BaronVonChateau points to a variety of different similarities like the one above, and you can check them out here. Without context, these allegations present a very strong case: The screenshots have been paired to look the same. If you’ve actually played Brain Dead, however, it is not as clear-cut. For example: BaronVonChateau shows that both the mod and the quest have a robot that propositions you. But it is not like Autumn Leaves came up with the idea of robot fucking; Fallout has pulled that gag for years. Remember Fisto?
“I honestly thought Bethesda’s staff played Autumn Leaves, had a blast with it (I hope), [and] took some things out of it and made their own thing for Far Harbor,” BaronVonChateau wrote.
“Of course, it raises some questions : should modders get some recognition from the industry, compensation?” BaronVonChateau mused. “How could those two dynamics — paid content and free creation — should be managed? What kind of acknowledgement should a big publisher give to small creators? What is the kind of acknowledgement they can afford?”
These are great questions, and they are complicated when you consider that Bethesda owns the Fallout IP. Players might create mods for the game, but Bethesda can still claim ownership over everything if they’d like. Legally speaking, Bethesda may not have to give credit to anybody if indeed inspiration was taken from Autumn Leaves, or any other mod for that matter.
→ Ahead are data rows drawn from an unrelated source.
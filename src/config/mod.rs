//! Configuration loading and management for the principle catalog
//!
//! Architecture: Anti-Corruption Layer - Configuration translates external YAML into catalog choices
//! - Raw YAML structures become a validated CatalogConfig
//! - Defaults are embedded in the domain: every built-in entry, no external sources
//! - Configuration decides what is loaded, never what an entry says

use crate::builtin;
use crate::domain::examples::{CatalogError, CatalogResult};
use serde::{Deserialize, Serialize};
use std::fs;
use std::path::{Path, PathBuf};

/// Config file names looked up in the working directory, in order
pub const DEFAULT_CONFIG_FILES: &[&str] = &[
    "principle_catalog.yaml",
    "principle_catalog.yml",
    ".principle_catalog.yaml",
];

/// Main configuration structure
#[derive(Debug, Clone, Serialize, Deserialize)]
pub struct CatalogConfig {
    /// Configuration format version
    pub version: String,
    /// Whether the built-in entries are registered
    #[serde(default = "default_true")]
    pub include_builtin: bool,
    /// Built-in entries to leave out
    #[serde(default)]
    pub exclude: Vec<String>,
    /// Additional entry files
    #[serde(default)]
    pub sources: SourceConfig,
}

/// Where additional entries are loaded from
#[derive(Debug, Clone, Serialize, Deserialize)]
pub struct SourceConfig {
    /// Files or directories of YAML entry files
    #[serde(default)]
    pub paths: Vec<PathBuf>,
    /// Glob matched against file names when walking directories
    #[serde(default = "default_file_pattern")]
    pub file_pattern: String,
}

impl Default for SourceConfig {
    fn default() -> Self {
        Self {
            paths: Vec::new(),
            file_pattern: default_file_pattern(),
        }
    }
}

impl CatalogConfig {
    /// Load configuration from a YAML file
    pub fn load_from_file<P: AsRef<Path>>(path: P) -> CatalogResult<Self> {
        let contents = fs::read_to_string(&path).map_err(|e| {
            CatalogError::config(format!(
                "Failed to read config file '{}': {}",
                path.as_ref().display(),
                e
            ))
        })?;

        let mut config: Self = serde_yaml::from_str(&contents).map_err(|e| {
            CatalogError::config(format!(
                "Failed to parse config file '{}': {}",
                path.as_ref().display(),
                e
            ))
        })?;

        config.validate()?;

        // relative source paths are resolved against the config file's directory
        if let Some(base) = path.as_ref().parent() {
            for source in &mut config.sources.paths {
                if source.is_relative() {
                    *source = base.join(&*source);
                }
            }
        }

        Ok(config)
    }

    /// Load configuration from string content
    pub fn load_from_str(content: &str) -> CatalogResult<Self> {
        let config: Self = serde_yaml::from_str(content)
            .map_err(|e| CatalogError::config(format!("Failed to parse config: {e}")))?;

        config.validate()?;
        Ok(config)
    }

    /// Look up the default config file names in `dir`, falling back to the built-in defaults
    pub fn discover<P: AsRef<Path>>(dir: P) -> CatalogResult<Self> {
        for name in DEFAULT_CONFIG_FILES {
            let candidate = dir.as_ref().join(name);
            if candidate.exists() {
                tracing::debug!("Using config file {}", candidate.display());
                return Self::load_from_file(candidate);
            }
        }
        Ok(Self::default())
    }

    /// Validate the configuration for consistency
    pub fn validate(&self) -> CatalogResult<()> {
        if !["1.0"].contains(&self.version.as_str()) {
            return Err(CatalogError::config(format!(
                "Unsupported configuration version: {}. Supported versions: 1.0",
                self.version
            )));
        }

        glob::Pattern::new(&self.sources.file_pattern).map_err(|e| {
            CatalogError::config(format!(
                "Invalid file pattern '{}': {}",
                self.sources.file_pattern, e
            ))
        })?;

        for name in &self.exclude {
            if !builtin::is_builtin(name) {
                return Err(CatalogError::config(format!(
                    "Cannot exclude '{}': not a built-in example. Built-in examples: {}",
                    name,
                    builtin::BUILTIN_NAMES.join(", ")
                )));
            }
        }

        Ok(())
    }

    /// Whether a built-in entry should be registered
    pub fn wants_builtin(&self, name: &str) -> bool {
        self.include_builtin && !self.exclude.iter().any(|n| n == name)
    }

    pub fn to_yaml(&self) -> CatalogResult<String> {
        serde_yaml::to_string(self)
            .map_err(|e| CatalogError::config(format!("Failed to serialize config: {e}")))
    }

    /// Fingerprint of the configuration
    pub fn fingerprint(&self) -> String {
        use std::collections::hash_map::DefaultHasher;
        use std::hash::{Hash, Hasher};

        let mut hasher = DefaultHasher::new();

        self.version.hash(&mut hasher);
        self.include_builtin.hash(&mut hasher);

        let mut excluded = self.exclude.clone();
        excluded.sort();
        excluded.hash(&mut hasher);

        self.sources.paths.hash(&mut hasher);
        self.sources.file_pattern.hash(&mut hasher);

        format!("{:x}", hasher.finish())
    }
}

impl Default for CatalogConfig {
    fn default() -> Self {
        Self {
            version: "1.0".to_string(),
            include_builtin: true,
            exclude: Vec::new(),
            sources: SourceConfig::default(),
        }
    }
}

fn default_true() -> bool {
    true
}

fn default_file_pattern() -> String {
    "*.yaml".to_string()
}

/// Configuration builder for programmatic construction
pub struct ConfigBuilder {
    config: CatalogConfig,
}

impl ConfigBuilder {
    pub fn new() -> Self {
        Self {
            config: CatalogConfig::default(),
        }
    }

    pub fn include_builtin(mut self, include: bool) -> Self {
        self.config.include_builtin = include;
        self
    }

    pub fn exclude(mut self, name: impl Into<String>) -> Self {
        self.config.exclude.push(name.into());
        self
    }

    pub fn add_source(mut self, path: impl Into<PathBuf>) -> Self {
        self.config.sources.paths.push(path.into());
        self
    }

    pub fn file_pattern(mut self, pattern: impl Into<String>) -> Self {
        self.config.sources.file_pattern = pattern.into();
        self
    }

    /// Build the final configuration
    pub fn build(self) -> CatalogResult<CatalogConfig> {
        self.config.validate()?;
        Ok(self.config)
    }
}

impl Default for ConfigBuilder {
    fn default() -> Self {
        Self::new()
    }
}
Then again, when it comes to Bethesda, the “professional” and amateur spheres overlap strongly: Mods a huge part of the experience for games like Skyrim and Fallout, enough that it doesn’t feel like a stretch to suggest that mods likely influence the official development of the games. Moreover, one of the ongoing criticisms of Bethesda-supplied Fallout DLC is that it often charges for features that the modding community already provides for free. Bethesda, being the developer, can actually tweak the game to provide slightly deeper experiences than what modders can, but even so, there’s still this lingering sense of uneasiness within the modding community because there is no system in place to really give props or acknowledgement to anybody. It doesn’t help that modding has turned into a fiasco for Fallout 4, period.
“On one side, you have people who produce free content, sometimes with stellar quality, without getting paid,” BaronVonChateau said in an interview with Kotaku.
“On another side, you have a publisher, who is clearly getting benefits from a strong modding community, through the regular addition of new — free content — to their game, that doesn’t overshadow their own productions. And last, we have the players who are used to get free content through mods. How do we find a balance between those three ? Clearly, modders are getting the short end of the stick with this, but they know that their content will be free, from the first line of script written, to the last. It’s quite the conundrum.”
As far as acknowledgement goes, BaronVonChateau says that it would be nice for Bethesda to sometimes provide a modder’s name in the credits, if not outright recruit them for paid work. At the very least, he would love to see more shoutouts, like say perhaps on social media.
We reached out to Bethesda to ask about the similarities, but did not hear back in time for publication. In a statement to Gamespot, Bethesda VP of marketing Pete Hines said, “We love our mod community and would never disrespect them. I checked, and any similarities between the two are a complete coincidence.”